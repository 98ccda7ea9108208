//! Discovers the shards of a stream and runs one [`ShardScanner`] per shard.

use std::{
    collections::{BTreeMap, HashMap},
    sync::Arc,
};

use thiserror::Error;
use tokio::task::{Id, JoinError, JoinSet};
use tokio_util::sync::CancellationToken;
use tracing::{error, info, warn};

use crate::{
    checkpoint::CheckpointStore,
    client::{ClientError, StreamClient},
    config::ConsumerConfig,
    handler::RecordHandler,
    record::ShardId,
    scanner::{ScannerError, ShardScanner, ShardSummary},
};

#[derive(Debug, Error)]
pub enum CoordinatorError {
    #[error("failed to list shards of stream {stream}: {source}")]
    Discovery { stream: String, source: ClientError },
}

/// Why a shard did not finish cleanly.
#[derive(Debug, Error)]
pub enum ShardFailure {
    #[error(transparent)]
    Scanner(#[from] ScannerError),

    #[error("shard scanner panicked: {0}")]
    Panicked(String),

    #[error("shard scanner was aborted")]
    Aborted,
}

impl From<JoinError> for ShardFailure {
    fn from(e: JoinError) -> Self {
        if !e.is_panic() {
            return Self::Aborted;
        }

        let payload = e.into_panic();
        let msg = payload
            .downcast_ref::<&str>()
            .map(|s| s.to_string())
            .or_else(|| payload.downcast_ref::<String>().cloned())
            .unwrap_or_else(|| "<non-string panic payload>".to_string());
        Self::Panicked(msg)
    }
}

/// Outcome of every shard of one consumer run.
#[derive(Debug, Default)]
pub struct RunReport {
    pub results: BTreeMap<ShardId, Result<ShardSummary, ShardFailure>>,
}

impl RunReport {
    pub fn summaries(&self) -> impl Iterator<Item = &ShardSummary> {
        self.results.values().filter_map(|r| r.as_ref().ok())
    }

    pub fn failures(&self) -> impl Iterator<Item = (&ShardId, &ShardFailure)> {
        self.results
            .iter()
            .filter_map(|(shard, r)| r.as_ref().err().map(|e| (shard, e)))
    }

    /// True if no shard failed.
    pub fn is_success(&self) -> bool {
        self.failures().next().is_none()
    }
}

/// Starts the scanners of one stream.
#[derive(Debug)]
pub struct StreamCoordinator {
    client: Arc<dyn StreamClient>,
    store: Arc<dyn CheckpointStore>,
    config: Arc<ConsumerConfig>,
}

impl StreamCoordinator {
    pub fn new(
        client: Arc<dyn StreamClient>,
        store: Arc<dyn CheckpointStore>,
        config: Arc<ConsumerConfig>,
    ) -> Self {
        Self {
            client,
            store,
            config,
        }
    }

    /// List the shards of the stream and spawn a scanner task for each of them.
    ///
    /// Shards are listed once; shards created later are not picked up. Nothing is spawned if the
    /// listing fails. Cancelling `shutdown` stops every scanner of the returned handle.
    pub async fn start(
        &self,
        handler: Arc<dyn RecordHandler>,
        shutdown: CancellationToken,
    ) -> Result<ConsumerHandle, CoordinatorError> {
        let stream = &self.config.stream_name;
        let shards = self.client.describe_stream(stream).await.map_err(|source| {
            error!(error=%source, %stream, "failed to list shards");
            CoordinatorError::Discovery {
                stream: stream.clone(),
                source,
            }
        })?;

        if shards.is_empty() {
            warn!(%stream, "stream has no shards");
        } else {
            info!(%stream, n_shards = shards.len(), "starting shard scanners");
        }

        let shutdown = shutdown.child_token();
        let mut tasks = JoinSet::new();
        let mut task_shards = HashMap::with_capacity(shards.len());

        for shard_id in &shards {
            let scanner = ShardScanner::new(
                shard_id.clone(),
                Arc::clone(&self.client),
                Arc::clone(&self.store),
                Arc::clone(&handler),
                Arc::clone(&self.config),
            );
            let handle = tasks.spawn(scanner.run(shutdown.clone()));
            task_shards.insert(handle.id(), shard_id.clone());
        }

        Ok(ConsumerHandle {
            stream: stream.clone(),
            shards,
            tasks,
            task_shards,
            shutdown,
        })
    }

    /// [`start`](Self::start) and wait for every scanner to stop.
    pub async fn run(
        &self,
        handler: Arc<dyn RecordHandler>,
        shutdown: CancellationToken,
    ) -> Result<RunReport, CoordinatorError> {
        Ok(self.start(handler, shutdown).await?.join().await)
    }
}

/// The running scanners of one stream.
///
/// Dropping the handle aborts any scanner still running.
#[derive(Debug)]
pub struct ConsumerHandle {
    stream: String,
    shards: Vec<ShardId>,
    tasks: JoinSet<Result<ShardSummary, ScannerError>>,
    task_shards: HashMap<Id, ShardId>,
    shutdown: CancellationToken,
}

impl ConsumerHandle {
    /// The shards being consumed.
    pub fn shards(&self) -> &[ShardId] {
        &self.shards
    }

    /// Ask every scanner to flush and stop. Use [`join`](Self::join) to wait for them.
    pub fn shutdown(&self) {
        self.shutdown.cancel();
    }

    /// Wait for every scanner to stop.
    ///
    /// A failing shard never stops the others; each result is logged as it arrives.
    pub async fn join(mut self) -> RunReport {
        let mut report = RunReport::default();

        while let Some(res) = self.tasks.join_next_with_id().await {
            let (id, result) = match res {
                Ok((id, result)) => (id, result.map_err(ShardFailure::from)),
                Err(e) => (e.id(), Err(ShardFailure::from(e))),
            };
            let Some(shard_id) = self.task_shards.remove(&id) else {
                continue;
            };

            match &result {
                Ok(summary) => info!(
                    stream=%self.stream,
                    %shard_id,
                    reason=?summary.reason,
                    records_delivered=summary.records_delivered,
                    checkpoint_failures=summary.checkpoint_failures,
                    "shard finished"
                ),
                Err(e) => error!(
                    error=%e,
                    stream=%self.stream,
                    %shard_id,
                    "shard failed"
                ),
            }
            report.results.insert(shard_id, result);
        }

        report
    }
}

#[cfg(test)]
mod tests {
    use std::{num::NonZeroUsize, time::Duration};

    use assert_matches::assert_matches;
    use async_trait::async_trait;

    use super::*;
    use crate::{
        checkpoint::MemoryCheckpointStore,
        client::{ClientErrorKind, mock::MockStreamState},
        handler::{HandlerAction, HandlerError, mock::MockRecordHandler},
        record::Record,
        scanner::ExitReason,
    };

    fn coordinator(state: &MockStreamState) -> StreamCoordinator {
        let config = ConsumerConfig::new("app", "stream")
            .with_max_batch_count(NonZeroUsize::new(5).unwrap())
            .with_poll_interval(Duration::from_millis(100));
        StreamCoordinator::new(
            Arc::new(state.client()),
            Arc::new(MemoryCheckpointStore::default()),
            Arc::new(config),
        )
    }

    #[tokio::test(start_paused = true)]
    async fn discovery_failure_starts_nothing() {
        let state = MockStreamState::new("stream", 2);
        state.push_describe_error(ClientError::new(
            ClientErrorKind::AccessDenied,
            "AccessDeniedException",
            "no",
        ));
        let handler = Arc::new(MockRecordHandler::default());

        let err = coordinator(&state)
            .start(Arc::clone(&handler) as _, CancellationToken::new())
            .await
            .unwrap_err();
        assert_matches!(err, CoordinatorError::Discovery { stream, .. } if stream == "stream");
        assert!(state.iterator_requests().is_empty());
    }

    #[tokio::test(start_paused = true)]
    async fn every_shard_gets_a_scanner() {
        let state = MockStreamState::new("stream", 3);
        for shard in state.shard_ids() {
            state.push_records(&shard, 7);
            state.close_shard(&shard);
        }
        let handler = Arc::new(MockRecordHandler::default());

        let report = coordinator(&state)
            .run(Arc::clone(&handler) as _, CancellationToken::new())
            .await
            .unwrap();

        assert!(report.is_success());
        assert_eq!(report.results.len(), 3);
        for summary in report.summaries() {
            assert_eq!(summary.reason, ExitReason::ShardClosed);
            assert_eq!(summary.records_delivered, 7);
        }
        assert_eq!(handler.total_records(), 21);
    }

    #[tokio::test(start_paused = true)]
    async fn empty_stream() {
        let state = MockStreamState::new("stream", 0);
        let report = coordinator(&state)
            .run(
                Arc::new(MockRecordHandler::default()),
                CancellationToken::new(),
            )
            .await
            .unwrap();
        assert!(report.results.is_empty());
    }

    #[tokio::test(start_paused = true)]
    async fn shutdown_stops_all_shards() {
        let state = MockStreamState::new("stream", 2);
        let handler = Arc::new(MockRecordHandler::default());

        let handle = coordinator(&state)
            .start(Arc::clone(&handler) as _, CancellationToken::new())
            .await
            .unwrap();
        assert_eq!(handle.shards().len(), 2);

        tokio::time::sleep(Duration::from_secs(5)).await;
        handle.shutdown();

        let report = handle.join().await;
        assert_eq!(report.summaries().count(), 2);
        assert!(
            report
                .summaries()
                .all(|s| s.reason == ExitReason::Cancelled)
        );
    }

    #[derive(Debug)]
    struct PanicOn(ShardId);

    #[async_trait]
    impl RecordHandler for PanicOn {
        async fn handle_records(
            &self,
            shard_id: &ShardId,
            _records: &[Record],
        ) -> Result<HandlerAction, HandlerError> {
            if shard_id == &self.0 {
                panic!("handler exploded");
            }
            Ok(HandlerAction::Continue)
        }
    }

    #[tokio::test(start_paused = true)]
    async fn panics_are_isolated() {
        let state = MockStreamState::new("stream", 2);
        let shards = state.shard_ids();
        for shard in &shards {
            state.push_records(shard, 3);
            state.close_shard(shard);
        }

        let report = coordinator(&state)
            .run(
                Arc::new(PanicOn(shards[0].clone())),
                CancellationToken::new(),
            )
            .await
            .unwrap();

        assert_matches!(
            &report.results[&shards[0]],
            Err(ShardFailure::Panicked(msg)) if msg == "handler exploded"
        );
        assert_matches!(
            &report.results[&shards[1]],
            Ok(summary) if summary.records_delivered == 3
        );
        assert!(!report.is_success());
    }
}
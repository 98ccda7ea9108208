//! Publish the lines of a file as records.

use std::path::{Path, PathBuf};

use bytes::Bytes;
use clap::Parser;
use kinesis_consumer_clap_blocks::logging::LoggingConfig;
use kinesis_consumer_core::{ClientError, client::kinesis::MAX_PUT_RECORDS_BATCH};
use tokio::{
    fs::File,
    io::{self, AsyncBufReadExt, BufReader},
};
use tracing::{info, warn};

use super::common::AwsConfig;

#[derive(Debug, thiserror::Error)]
pub(crate) enum Error {
    #[error(transparent)]
    Client(#[from] ClientError),

    #[error("error reading file {path:?}: {source}")]
    Io { path: PathBuf, source: io::Error },

    #[error("{failed} of {total} records were rejected")]
    Rejected { failed: usize, total: usize },
}

pub(crate) type Result<T> = std::result::Result<T, Error>;

#[derive(Debug, Parser)]
pub(crate) struct Config {
    #[clap(flatten)]
    aws: AwsConfig,

    /// Name of the stream to publish to
    #[clap(long = "stream-name", env = "KINESIS_STREAM_NAME", action)]
    stream_name: String,

    /// File path to load the records from, one record per line
    #[clap(short = 'f', long = "file", action)]
    file_path: PathBuf,

    /// Records published per request
    #[clap(
        long = "batch-size",
        default_value = "500",
        value_parser = clap::value_parser!(u16).range(1..=MAX_PUT_RECORDS_BATCH as i64),
    )]
    batch_size: u16,

    #[clap(flatten)]
    pub(crate) logging_config: LoggingConfig,
}

pub(crate) async fn command(config: Config) -> Result<()> {
    let lines = read_lines(&config.file_path).await?;
    let client = config.aws.stream_client().await;

    let total = lines.len();
    let batch_size = usize::from(config.batch_size);
    let mut failed = 0;

    let entries = keyed_entries(lines);
    for (n, batch) in entries.chunks(batch_size).enumerate() {
        let offset = n * batch_size;
        for failure in client.put_records(&config.stream_name, batch.to_vec()).await? {
            warn!(
                stream = %config.stream_name,
                line = offset + failure.index + 1,
                code = %failure.code,
                message = %failure.message,
                "record rejected"
            );
            failed += 1;
        }
    }

    info!(stream = %config.stream_name, total, failed, "finished seeding stream");
    if failed > 0 {
        return Err(Error::Rejected { failed, total });
    }

    println!("published {total} records to {}", config.stream_name);
    Ok(())
}

async fn read_lines(path: &Path) -> Result<Vec<String>> {
    let to_err = |source| Error::Io {
        path: path.to_path_buf(),
        source,
    };

    let file = File::open(path).await.map_err(to_err)?;
    let mut lines = BufReader::new(file).lines();
    let mut out = vec![];
    while let Some(line) = lines.next_line().await.map_err(to_err)? {
        out.push(line);
    }
    Ok(out)
}

/// Pair each line with the partition key `partitionKey-<n>`, counting from 1.
fn keyed_entries(lines: Vec<String>) -> Vec<(String, Bytes)> {
    lines
        .into_iter()
        .enumerate()
        .map(|(i, line)| (format!("partitionKey-{}", i + 1), Bytes::from(line)))
        .collect()
}
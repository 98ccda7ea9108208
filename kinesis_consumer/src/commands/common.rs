use aws_config::{BehaviorVersion, Region, retry::RetryConfig};
use clap::Parser;
use kinesis_consumer_core::client::kinesis::KinesisStreamClient;
use tracing::info;

/// Attempts the SDK makes per request before handing the error to the consumer.
const SDK_MAX_ATTEMPTS: u32 = 10;

#[derive(Debug, Parser)]
pub(crate) struct AwsConfig {
    /// The AWS region of the stream
    ///
    /// Falls back to the usual AWS environment and profile settings.
    #[clap(long = "region", env = "AWS_REGION", action)]
    pub(crate) region: Option<String>,

    /// Send requests to this endpoint instead of the regional AWS one, e.g. a local emulator
    #[clap(long = "endpoint-url", env = "KINESIS_ENDPOINT_URL", action)]
    pub(crate) endpoint_url: Option<String>,
}

impl AwsConfig {
    /// Load credentials and region, and build a stream client from them.
    pub(crate) async fn stream_client(&self) -> KinesisStreamClient {
        let mut loader = aws_config::defaults(BehaviorVersion::latest())
            .retry_config(RetryConfig::standard().with_max_attempts(SDK_MAX_ATTEMPTS));
        if let Some(region) = &self.region {
            loader = loader.region(Region::new(region.clone()));
        }
        if let Some(endpoint_url) = &self.endpoint_url {
            loader = loader.endpoint_url(endpoint_url);
        }

        let sdk_config = loader.load().await;
        info!(
            region = ?sdk_config.region(),
            endpoint_url = ?self.endpoint_url,
            "loaded AWS config"
        );

        KinesisStreamClient::new(aws_sdk_kinesis::Client::new(&sdk_config))
    }
}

* * * * * * * * *

* **The task**: Show the lines of the data that hold the word "KinesisStreamClient".

* **Reply**:
use kinesis_consumer_core::client::kinesis::KinesisStreamClient;
    pub(crate) async fn stream_client(&self) -> KinesisStreamClient {
        KinesisStreamClient::new(aws_sdk_kinesis::Client::new(&sdk_config))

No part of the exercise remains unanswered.